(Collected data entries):
====

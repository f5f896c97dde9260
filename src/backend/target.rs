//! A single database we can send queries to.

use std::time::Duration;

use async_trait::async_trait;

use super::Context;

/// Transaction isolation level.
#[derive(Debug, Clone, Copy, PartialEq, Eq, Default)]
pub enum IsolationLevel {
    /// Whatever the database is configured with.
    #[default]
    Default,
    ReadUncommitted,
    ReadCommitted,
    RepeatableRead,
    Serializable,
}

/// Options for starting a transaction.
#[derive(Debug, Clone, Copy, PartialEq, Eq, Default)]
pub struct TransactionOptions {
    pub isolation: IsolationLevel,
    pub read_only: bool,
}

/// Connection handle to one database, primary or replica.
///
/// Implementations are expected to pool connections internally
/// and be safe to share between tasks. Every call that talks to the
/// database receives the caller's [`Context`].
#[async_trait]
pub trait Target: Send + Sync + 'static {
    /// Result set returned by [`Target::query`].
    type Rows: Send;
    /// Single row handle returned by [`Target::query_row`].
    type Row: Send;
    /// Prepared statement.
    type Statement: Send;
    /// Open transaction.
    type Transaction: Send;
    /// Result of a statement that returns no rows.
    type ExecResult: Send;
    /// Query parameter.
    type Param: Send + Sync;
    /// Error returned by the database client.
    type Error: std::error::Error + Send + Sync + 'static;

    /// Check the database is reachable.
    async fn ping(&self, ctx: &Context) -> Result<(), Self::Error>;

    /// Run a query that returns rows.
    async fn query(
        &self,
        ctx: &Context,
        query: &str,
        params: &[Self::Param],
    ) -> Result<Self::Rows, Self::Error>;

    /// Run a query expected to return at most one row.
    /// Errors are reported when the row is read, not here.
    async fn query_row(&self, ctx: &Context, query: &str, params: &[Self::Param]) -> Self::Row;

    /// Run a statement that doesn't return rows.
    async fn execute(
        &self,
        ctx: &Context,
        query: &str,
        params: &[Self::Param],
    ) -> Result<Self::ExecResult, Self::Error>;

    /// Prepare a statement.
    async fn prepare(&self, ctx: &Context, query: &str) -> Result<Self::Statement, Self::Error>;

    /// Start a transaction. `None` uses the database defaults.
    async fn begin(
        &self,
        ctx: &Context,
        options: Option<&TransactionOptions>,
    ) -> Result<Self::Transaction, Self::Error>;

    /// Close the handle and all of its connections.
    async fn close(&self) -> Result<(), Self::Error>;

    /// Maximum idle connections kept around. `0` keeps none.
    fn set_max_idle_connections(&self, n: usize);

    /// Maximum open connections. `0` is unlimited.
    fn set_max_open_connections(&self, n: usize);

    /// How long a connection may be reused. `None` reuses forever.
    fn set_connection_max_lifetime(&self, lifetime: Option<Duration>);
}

====

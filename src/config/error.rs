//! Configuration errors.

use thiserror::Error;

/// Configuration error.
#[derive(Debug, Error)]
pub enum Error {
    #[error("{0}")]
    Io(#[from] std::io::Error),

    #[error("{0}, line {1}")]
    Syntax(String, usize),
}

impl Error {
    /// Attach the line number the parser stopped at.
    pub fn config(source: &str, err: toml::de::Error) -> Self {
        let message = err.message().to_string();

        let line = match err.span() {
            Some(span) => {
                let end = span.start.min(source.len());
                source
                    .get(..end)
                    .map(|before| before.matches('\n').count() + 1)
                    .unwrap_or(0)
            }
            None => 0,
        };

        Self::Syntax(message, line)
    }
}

====

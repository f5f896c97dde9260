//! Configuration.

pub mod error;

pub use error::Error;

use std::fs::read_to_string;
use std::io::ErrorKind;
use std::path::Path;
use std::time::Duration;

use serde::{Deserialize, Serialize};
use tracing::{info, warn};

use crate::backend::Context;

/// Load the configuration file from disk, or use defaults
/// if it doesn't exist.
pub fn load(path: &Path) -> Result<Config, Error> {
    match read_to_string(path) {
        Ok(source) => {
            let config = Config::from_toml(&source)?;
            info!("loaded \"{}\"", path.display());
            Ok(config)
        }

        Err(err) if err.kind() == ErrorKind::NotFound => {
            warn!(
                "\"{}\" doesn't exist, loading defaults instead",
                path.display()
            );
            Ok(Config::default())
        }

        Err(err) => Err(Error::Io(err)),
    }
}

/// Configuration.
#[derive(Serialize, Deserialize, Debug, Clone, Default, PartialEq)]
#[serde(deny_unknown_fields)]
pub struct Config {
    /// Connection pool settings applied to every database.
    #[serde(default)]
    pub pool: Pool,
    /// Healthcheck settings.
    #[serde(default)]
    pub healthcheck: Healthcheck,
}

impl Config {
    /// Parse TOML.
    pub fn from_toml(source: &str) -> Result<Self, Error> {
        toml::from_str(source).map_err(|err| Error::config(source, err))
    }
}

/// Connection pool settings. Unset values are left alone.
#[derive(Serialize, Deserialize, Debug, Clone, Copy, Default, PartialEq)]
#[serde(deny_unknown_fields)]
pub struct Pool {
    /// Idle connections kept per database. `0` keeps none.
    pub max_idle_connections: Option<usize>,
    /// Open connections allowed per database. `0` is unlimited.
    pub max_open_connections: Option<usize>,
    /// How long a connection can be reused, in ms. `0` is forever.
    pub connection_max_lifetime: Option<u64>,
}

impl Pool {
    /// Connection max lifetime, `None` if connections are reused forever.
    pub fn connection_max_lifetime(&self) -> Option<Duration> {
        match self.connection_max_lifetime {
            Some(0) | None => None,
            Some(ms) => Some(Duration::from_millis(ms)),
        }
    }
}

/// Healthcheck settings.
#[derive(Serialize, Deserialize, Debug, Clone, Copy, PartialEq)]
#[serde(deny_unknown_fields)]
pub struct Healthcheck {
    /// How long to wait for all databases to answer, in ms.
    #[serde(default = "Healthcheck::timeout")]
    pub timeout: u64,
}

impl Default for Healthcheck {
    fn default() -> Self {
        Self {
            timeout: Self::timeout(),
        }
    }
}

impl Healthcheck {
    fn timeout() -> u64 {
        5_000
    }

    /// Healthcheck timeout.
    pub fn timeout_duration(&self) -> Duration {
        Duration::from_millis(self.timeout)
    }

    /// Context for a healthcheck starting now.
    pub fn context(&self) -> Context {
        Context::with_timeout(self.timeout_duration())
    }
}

====

(Description of the task): Your answer should be the lines above from the one containing "returns no rows." through the one containing "-> Result<Self::Transaction, Self::Error>;", copied exactly and with both ends kept.

(Solution to this exercise):
    /// Result of a statement that returns no rows.
    type ExecResult: Send;
    /// Query parameter.
    type Param: Send + Sync;
    /// Error returned by the database client.
    type Error: std::error::Error + Send + Sync + 'static;

    /// Check the database is reachable.
    async fn ping(&self, ctx: &Context) -> Result<(), Self::Error>;

    /// Run a query that returns rows.
    async fn query(
        &self,
        ctx: &Context,
        query: &str,
        params: &[Self::Param],
    ) -> Result<Self::Rows, Self::Error>;

    /// Run a query expected to return at most one row.
    /// Errors are reported when the row is read, not here.
    async fn query_row(&self, ctx: &Context, query: &str, params: &[Self::Param]) -> Self::Row;

    /// Run a statement that doesn't return rows.
    async fn execute(
        &self,
        ctx: &Context,
        query: &str,
        params: &[Self::Param],
    ) -> Result<Self::ExecResult, Self::Error>;

    /// Prepare a statement.
    async fn prepare(&self, ctx: &Context, query: &str) -> Result<Self::Statement, Self::Error>;

    /// Start a transaction. `None` uses the database defaults.
    async fn begin(
        &self,
        ctx: &Context,
        options: Option<&TransactionOptions>,
    ) -> Result<Self::Transaction, Self::Error>;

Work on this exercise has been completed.